[Collected data]

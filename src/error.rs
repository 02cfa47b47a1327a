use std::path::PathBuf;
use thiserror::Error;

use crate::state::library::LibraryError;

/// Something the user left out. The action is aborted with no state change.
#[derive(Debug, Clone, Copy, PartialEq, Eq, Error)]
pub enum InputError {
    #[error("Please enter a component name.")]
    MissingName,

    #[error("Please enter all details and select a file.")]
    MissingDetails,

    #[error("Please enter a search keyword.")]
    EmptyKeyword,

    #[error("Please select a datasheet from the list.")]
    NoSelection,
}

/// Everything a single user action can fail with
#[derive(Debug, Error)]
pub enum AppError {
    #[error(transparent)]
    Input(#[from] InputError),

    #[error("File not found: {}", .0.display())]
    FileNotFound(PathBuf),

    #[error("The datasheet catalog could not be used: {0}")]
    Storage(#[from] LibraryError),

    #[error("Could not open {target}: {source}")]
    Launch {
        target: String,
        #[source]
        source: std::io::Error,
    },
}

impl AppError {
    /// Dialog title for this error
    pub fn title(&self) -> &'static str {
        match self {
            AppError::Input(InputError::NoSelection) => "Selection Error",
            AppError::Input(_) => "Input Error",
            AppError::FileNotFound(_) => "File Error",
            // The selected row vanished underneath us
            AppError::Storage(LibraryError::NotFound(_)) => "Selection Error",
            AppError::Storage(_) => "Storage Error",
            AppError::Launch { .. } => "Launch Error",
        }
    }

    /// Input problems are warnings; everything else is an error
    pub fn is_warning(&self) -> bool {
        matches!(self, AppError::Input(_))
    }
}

* * *

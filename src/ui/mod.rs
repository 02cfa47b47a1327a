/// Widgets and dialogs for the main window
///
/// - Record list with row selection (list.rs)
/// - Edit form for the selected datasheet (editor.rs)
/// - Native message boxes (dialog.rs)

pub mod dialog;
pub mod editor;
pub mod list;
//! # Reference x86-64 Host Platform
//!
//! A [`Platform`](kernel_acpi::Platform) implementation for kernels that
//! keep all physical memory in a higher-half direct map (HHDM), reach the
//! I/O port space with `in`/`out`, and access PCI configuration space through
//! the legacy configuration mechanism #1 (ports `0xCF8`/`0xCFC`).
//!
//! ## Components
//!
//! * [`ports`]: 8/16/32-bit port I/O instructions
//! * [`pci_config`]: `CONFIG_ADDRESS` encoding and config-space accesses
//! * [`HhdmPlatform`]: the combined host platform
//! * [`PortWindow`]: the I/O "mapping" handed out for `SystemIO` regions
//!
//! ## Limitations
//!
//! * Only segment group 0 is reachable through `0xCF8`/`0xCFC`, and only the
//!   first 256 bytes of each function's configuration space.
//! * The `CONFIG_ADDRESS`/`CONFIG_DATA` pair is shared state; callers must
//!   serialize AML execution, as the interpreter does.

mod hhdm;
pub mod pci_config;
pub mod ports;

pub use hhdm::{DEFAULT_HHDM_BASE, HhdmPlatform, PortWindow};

* * *

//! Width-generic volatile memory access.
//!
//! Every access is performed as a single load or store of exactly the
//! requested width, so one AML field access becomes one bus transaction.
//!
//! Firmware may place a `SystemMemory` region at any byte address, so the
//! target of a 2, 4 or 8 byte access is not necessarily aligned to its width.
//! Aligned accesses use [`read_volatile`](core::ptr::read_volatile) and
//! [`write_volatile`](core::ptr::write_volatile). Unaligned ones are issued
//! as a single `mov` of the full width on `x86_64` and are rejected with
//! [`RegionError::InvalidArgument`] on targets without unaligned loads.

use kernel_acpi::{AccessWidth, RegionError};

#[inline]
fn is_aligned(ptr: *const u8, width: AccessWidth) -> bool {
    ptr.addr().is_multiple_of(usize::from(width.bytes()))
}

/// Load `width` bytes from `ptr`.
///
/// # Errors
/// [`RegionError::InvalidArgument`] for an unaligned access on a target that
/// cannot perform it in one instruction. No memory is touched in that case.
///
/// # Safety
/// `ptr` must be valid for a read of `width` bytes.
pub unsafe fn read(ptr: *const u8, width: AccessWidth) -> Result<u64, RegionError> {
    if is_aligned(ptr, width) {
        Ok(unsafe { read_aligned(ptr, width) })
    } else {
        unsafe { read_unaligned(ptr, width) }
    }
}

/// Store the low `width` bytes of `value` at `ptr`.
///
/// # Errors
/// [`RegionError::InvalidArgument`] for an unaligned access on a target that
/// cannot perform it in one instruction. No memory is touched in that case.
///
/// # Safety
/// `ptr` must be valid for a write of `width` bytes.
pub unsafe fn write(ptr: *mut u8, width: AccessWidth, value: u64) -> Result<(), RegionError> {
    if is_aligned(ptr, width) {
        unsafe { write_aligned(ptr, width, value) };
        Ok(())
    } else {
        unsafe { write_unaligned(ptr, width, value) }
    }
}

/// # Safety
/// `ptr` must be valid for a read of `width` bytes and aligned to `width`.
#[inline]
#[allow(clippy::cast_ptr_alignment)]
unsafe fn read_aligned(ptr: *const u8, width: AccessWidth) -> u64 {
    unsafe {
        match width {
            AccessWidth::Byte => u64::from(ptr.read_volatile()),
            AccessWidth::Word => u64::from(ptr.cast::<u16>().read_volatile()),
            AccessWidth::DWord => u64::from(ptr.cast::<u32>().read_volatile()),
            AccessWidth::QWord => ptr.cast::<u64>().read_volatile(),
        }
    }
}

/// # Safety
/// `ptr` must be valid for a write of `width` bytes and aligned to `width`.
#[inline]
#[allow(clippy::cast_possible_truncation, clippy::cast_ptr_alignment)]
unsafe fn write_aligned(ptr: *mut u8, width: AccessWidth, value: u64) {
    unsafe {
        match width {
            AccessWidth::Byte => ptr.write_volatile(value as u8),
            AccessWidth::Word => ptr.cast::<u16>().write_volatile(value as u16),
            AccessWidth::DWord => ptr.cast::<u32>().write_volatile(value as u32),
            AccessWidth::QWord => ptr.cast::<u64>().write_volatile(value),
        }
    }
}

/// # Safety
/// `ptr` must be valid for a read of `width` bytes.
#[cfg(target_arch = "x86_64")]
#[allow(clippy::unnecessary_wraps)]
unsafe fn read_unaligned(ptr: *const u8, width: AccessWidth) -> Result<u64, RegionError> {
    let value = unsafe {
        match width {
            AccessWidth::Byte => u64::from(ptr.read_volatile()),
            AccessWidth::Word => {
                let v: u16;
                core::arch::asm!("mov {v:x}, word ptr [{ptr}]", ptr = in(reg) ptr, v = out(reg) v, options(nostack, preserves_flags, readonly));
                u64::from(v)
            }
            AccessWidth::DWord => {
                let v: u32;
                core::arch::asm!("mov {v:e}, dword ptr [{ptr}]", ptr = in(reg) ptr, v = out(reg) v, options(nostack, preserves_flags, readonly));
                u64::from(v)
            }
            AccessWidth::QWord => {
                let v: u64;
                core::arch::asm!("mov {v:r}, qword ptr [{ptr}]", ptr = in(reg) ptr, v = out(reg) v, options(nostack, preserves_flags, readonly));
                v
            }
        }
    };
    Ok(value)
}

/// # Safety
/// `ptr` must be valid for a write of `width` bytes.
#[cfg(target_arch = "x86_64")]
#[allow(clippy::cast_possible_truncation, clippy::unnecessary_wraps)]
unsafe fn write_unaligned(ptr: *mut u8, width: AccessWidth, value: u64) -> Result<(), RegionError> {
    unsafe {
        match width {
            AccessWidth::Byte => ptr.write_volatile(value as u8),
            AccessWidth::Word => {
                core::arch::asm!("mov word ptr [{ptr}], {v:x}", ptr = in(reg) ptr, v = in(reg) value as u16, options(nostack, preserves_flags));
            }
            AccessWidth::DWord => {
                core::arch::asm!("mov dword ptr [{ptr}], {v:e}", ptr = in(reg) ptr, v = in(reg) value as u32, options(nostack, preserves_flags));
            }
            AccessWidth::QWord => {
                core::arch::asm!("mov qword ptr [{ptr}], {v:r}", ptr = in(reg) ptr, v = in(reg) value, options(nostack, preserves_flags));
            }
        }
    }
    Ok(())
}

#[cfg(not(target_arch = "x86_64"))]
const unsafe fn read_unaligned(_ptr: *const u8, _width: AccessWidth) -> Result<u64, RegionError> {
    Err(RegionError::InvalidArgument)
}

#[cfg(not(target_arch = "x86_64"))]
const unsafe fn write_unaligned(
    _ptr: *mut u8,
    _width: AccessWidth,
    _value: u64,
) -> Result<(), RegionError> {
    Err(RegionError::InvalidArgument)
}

● **To do**
From the entries above, show each line that includes the string "AppError".

● **Expected answer**
pub enum AppError {
impl AppError {
            AppError::Input(InputError::NoSelection) => "Selection Error",
            AppError::Input(_) => "Input Error",
            AppError::FileNotFound(_) => "File Error",
            AppError::Storage(LibraryError::NotFound(_)) => "Selection Error",
            AppError::Storage(_) => "Storage Error",
            AppError::Launch { .. } => "Launch Error",
        matches!(self, AppError::Input(_))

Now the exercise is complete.